_THE TASK:_
Please copy every line of the records below that holds the word "list".

_Recorded data:_
┌──
//! # syllog
//!
//! A tiny boolean knowledge engine: infix logical expressions over named
//! symbols are compiled to postfix and evaluated against a mutable fact
//! set, with two reasoning modes on top.
//!
//! ## Architecture
//!
//! - **Expressions** (`expr`): tokenizer, shunting-yard infix→postfix
//!   compiler, and a stack-based postfix evaluator generic over symbol
//!   resolution
//! - **Knowledge base** (`kb`): descriptions, facts, and rules in one
//!   mutable aggregate
//! - **Inference** (`infer`): forward chaining to a fixpoint (`Learn`),
//!   backward chaining (`Query`), and explained backward chaining with
//!   proof traces (`Why`)
//! - **Dispatch** (`dispatch`): the line-oriented command protocol
//!
//! ## Library usage
//!
//! ```
//! use syllog::kb::KnowledgeBase;
//! use syllog::expr::{tokenize, to_postfix};
//! use syllog::infer;
//!
//! let mut kb = KnowledgeBase::new();
//! kb.assign("rain", true);
//! kb.add_rule("rain | sprinkler", "wet").unwrap();
//!
//! let expr = to_postfix(&tokenize("wet & !frozen").unwrap()).unwrap();
//! assert!(infer::query(&kb, &expr).unwrap());
//! ```

pub mod dispatch;
pub mod error;
pub mod export;
pub mod expr;
pub mod infer;
pub mod kb;

pub use error::{SyllogError, SyllogResult};
//! Infix → postfix compilation (shunting-yard).
//!
//! Precedence, highest first: `!` (3) > `&` (2) > `|` (1) > `(` (0).
//! An incoming operator pops the stack while the top has precedence
//! greater than *or equal to* its own, which makes the binary operators
//! left-associative and lets a `!` directly following another `!` pop the
//! earlier one first.

use crate::error::ExprError;

use super::{Token, render};

/// Compile an infix token sequence into postfix (Reverse Polish) order.
///
/// Symbols are emitted immediately; operators go through an explicit
/// operator stack; parentheses only group and never reach the output.
/// Mismatched parentheses produce [`ExprError::UnbalancedParens`] rather
/// than a panic, so one bad command cannot take down a session.
pub fn to_postfix(tokens: &[Token]) -> Result<Vec<Token>, ExprError> {
    let mut operators: Vec<Token> = Vec::new();
    let mut postfix: Vec<Token> = Vec::with_capacity(tokens.len());

    for token in tokens {
        match token {
            Token::Symbol(_) => postfix.push(token.clone()),
            Token::OpenParen => operators.push(Token::OpenParen),
            Token::CloseParen => loop {
                match operators.pop() {
                    Some(Token::OpenParen) => break,
                    Some(op) => postfix.push(op),
                    None => {
                        return Err(ExprError::UnbalancedParens {
                            expr: render(tokens),
                        });
                    }
                }
            },
            op if op.is_operator() => {
                while operators
                    .last()
                    .is_some_and(|top| top.precedence() >= op.precedence())
                {
                    postfix.push(operators.pop().unwrap());
                }
                operators.push(op.clone());
            }
            _ => unreachable!(),
        }
    }

    while let Some(op) = operators.pop() {
        if op == Token::OpenParen {
            return Err(ExprError::UnbalancedParens {
                expr: render(tokens),
            });
        }
        postfix.push(op);
    }

    Ok(postfix)
}
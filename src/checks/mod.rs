// Author: Eshan Roy
// SPDX-License-Identifier: MIT

//! Branch policy checks.
//!
//! The [`Evaluator`] runs an ordered list of [`Check`]s over a resolved
//! commit range and turns the first violation into the aggregate
//! [`CheckResult`].

mod builtin;
mod engine;
mod result;

pub use builtin::*;
pub use engine::Evaluator;
pub use result::{CheckResult, Verdict, Violation, ALL_CHECKS_PASSED, NO_COMMITS_TO_CHECK};
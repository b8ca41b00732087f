// Author: Eshan Roy
// SPDX-License-Identifier: MIT

//! Resolution from the local repository history.

use crate::commit::CommitRecord;
use crate::config::{ResolverConfig, DEFAULT_LOCAL_BASE_REF};
use crate::error::Result;
use crate::git::{self, Repository};

use super::CommitSource;

/// Reads commits from a local clone, fetching first when configured to.
pub struct LocalHistory {
    repo: Repository,
    remote: Option<String>,
    fetch: bool,
}

impl LocalHistory {
    /// Resolve base branches as `<remote>/<branch>`, fetching as configured.
    pub fn from_config(repo: Repository, config: &ResolverConfig) -> Self {
        Self {
            repo,
            remote: Some(config.remote.clone()),
            fetch: config.fetch,
        }
    }

    /// Resolve base references as plain revisions without any fetching.
    pub fn offline(repo: Repository) -> Self {
        Self {
            repo,
            remote: None,
            fetch: false,
        }
    }

    /// Load an explicit list of commits.
    pub fn load_commits(&self, ids: &[String]) -> Result<Vec<CommitRecord>> {
        ids.iter().map(|id| self.repo.commit_record(id)).collect()
    }

    /// Resolve any revision to a commit hash.
    pub fn resolve_revision(&self, reference: &str) -> Result<String> {
        self.repo.resolve_revision(reference)
    }
}

impl CommitSource for LocalHistory {
    fn name(&self) -> &'static str {
        "local"
    }

    fn base_revision(&self, base_ref: Option<&str>) -> Result<String> {
        let reference = base_ref.unwrap_or(DEFAULT_LOCAL_BASE_REF);

        match &self.remote {
            Some(remote) => {
                if self.fetch {
                    git::fetch_head_only(self.repo.workdir(), remote, reference)?;
                }
                self.repo
                    .resolve_revision(&format!("{}/{}", remote, reference))
            }
            None => self.repo.resolve_revision(reference),
        }
    }

    fn commits(&self, base: &str, head: &str) -> Result<Vec<CommitRecord>> {
        if self.fetch && self.repo.is_shallow() {
            git::fetch_full_history(self.repo.workdir())?;
            // libgit2 keeps the shallow boundary it saw at open time.
            let unshallowed = Repository::open(self.repo.workdir())?;
            return unshallowed.commits_between(base, head);
        }
        self.repo.commits_between(base, head)
    }
}
// Author: Eshan Roy
// SPDX-License-Identifier: MIT

//! Commit records produced by the resolver.

use serde::Serialize;

use super::message;

/// A single commit as seen by the policy checks.
///
/// Records are built once by a [`CommitSource`](crate::resolver::CommitSource)
/// and never modified afterwards.
#[derive(Debug, Clone, PartialEq, Eq, Serialize)]
pub struct CommitRecord {
    id: String,
    message: String,
    parents: Vec<String>,
}

impl CommitRecord {
    /// Create a new commit record.
    pub fn new(id: impl Into<String>, message: impl Into<String>, parents: Vec<String>) -> Self {
        Self {
            id: id.into(),
            message: message.into(),
            parents,
        }
    }

    /// The commit hash.
    pub fn id(&self) -> &str {
        &self.id
    }

    /// Abbreviated commit hash for display.
    pub fn short_id(&self) -> &str {
        &self.id[..7.min(self.id.len())]
    }

    /// The full commit message.
    pub fn message(&self) -> &str {
        &self.message
    }

    /// Parent commit hashes, in order.
    pub fn parents(&self) -> &[String] {
        &self.parents
    }

    /// First line of the message.
    pub fn subject(&self) -> &str {
        message::subject(&self.message)
    }

    /// Whether this commit has more than one parent.
    pub fn is_merge(&self) -> bool {
        self.parents.len() > 1
    }

    /// First token of the subject with any revert wrapper removed.
    pub fn marker(&self) -> Option<&str> {
        message::marker(&self.message)
    }
}

#[cfg(test)]
mod tests {
    use super::*;

    #[test]
    fn test_merge_detection() {
        let single = CommitRecord::new("a1", "feat(x): y", vec!["p1".to_string()]);
        let root = CommitRecord::new("a2", "feat(x): y", vec![]);
        let merge = CommitRecord::new(
            "a3",
            "Merge branch 'main'",
            vec!["p1".to_string(), "p2".to_string()],
        );

        assert!(!single.is_merge());
        assert!(!root.is_merge());
        assert!(merge.is_merge());
    }

    #[test]
    fn test_short_id() {
        let commit = CommitRecord::new("0123456789abcdef", "fix(a): b", vec![]);
        assert_eq!(commit.short_id(), "0123456");

        let short = CommitRecord::new("abc", "fix(a): b", vec![]);
        assert_eq!(short.short_id(), "abc");
    }

    #[test]
    fn test_subject_and_marker() {
        let commit = CommitRecord::new(
            "a1",
            "fixup! feat(login): add SSO\n\nmore detail",
            vec!["p1".to_string()],
        );
        assert_eq!(commit.subject(), "fixup! feat(login): add SSO");
        assert_eq!(commit.marker(), Some("fixup!"));
    }
}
└──
_RESPONSE TO THE TASK:_
//! The [`Evaluator`] runs an ordered list of [`Check`]s over a resolved
    /// Load an explicit list of commits.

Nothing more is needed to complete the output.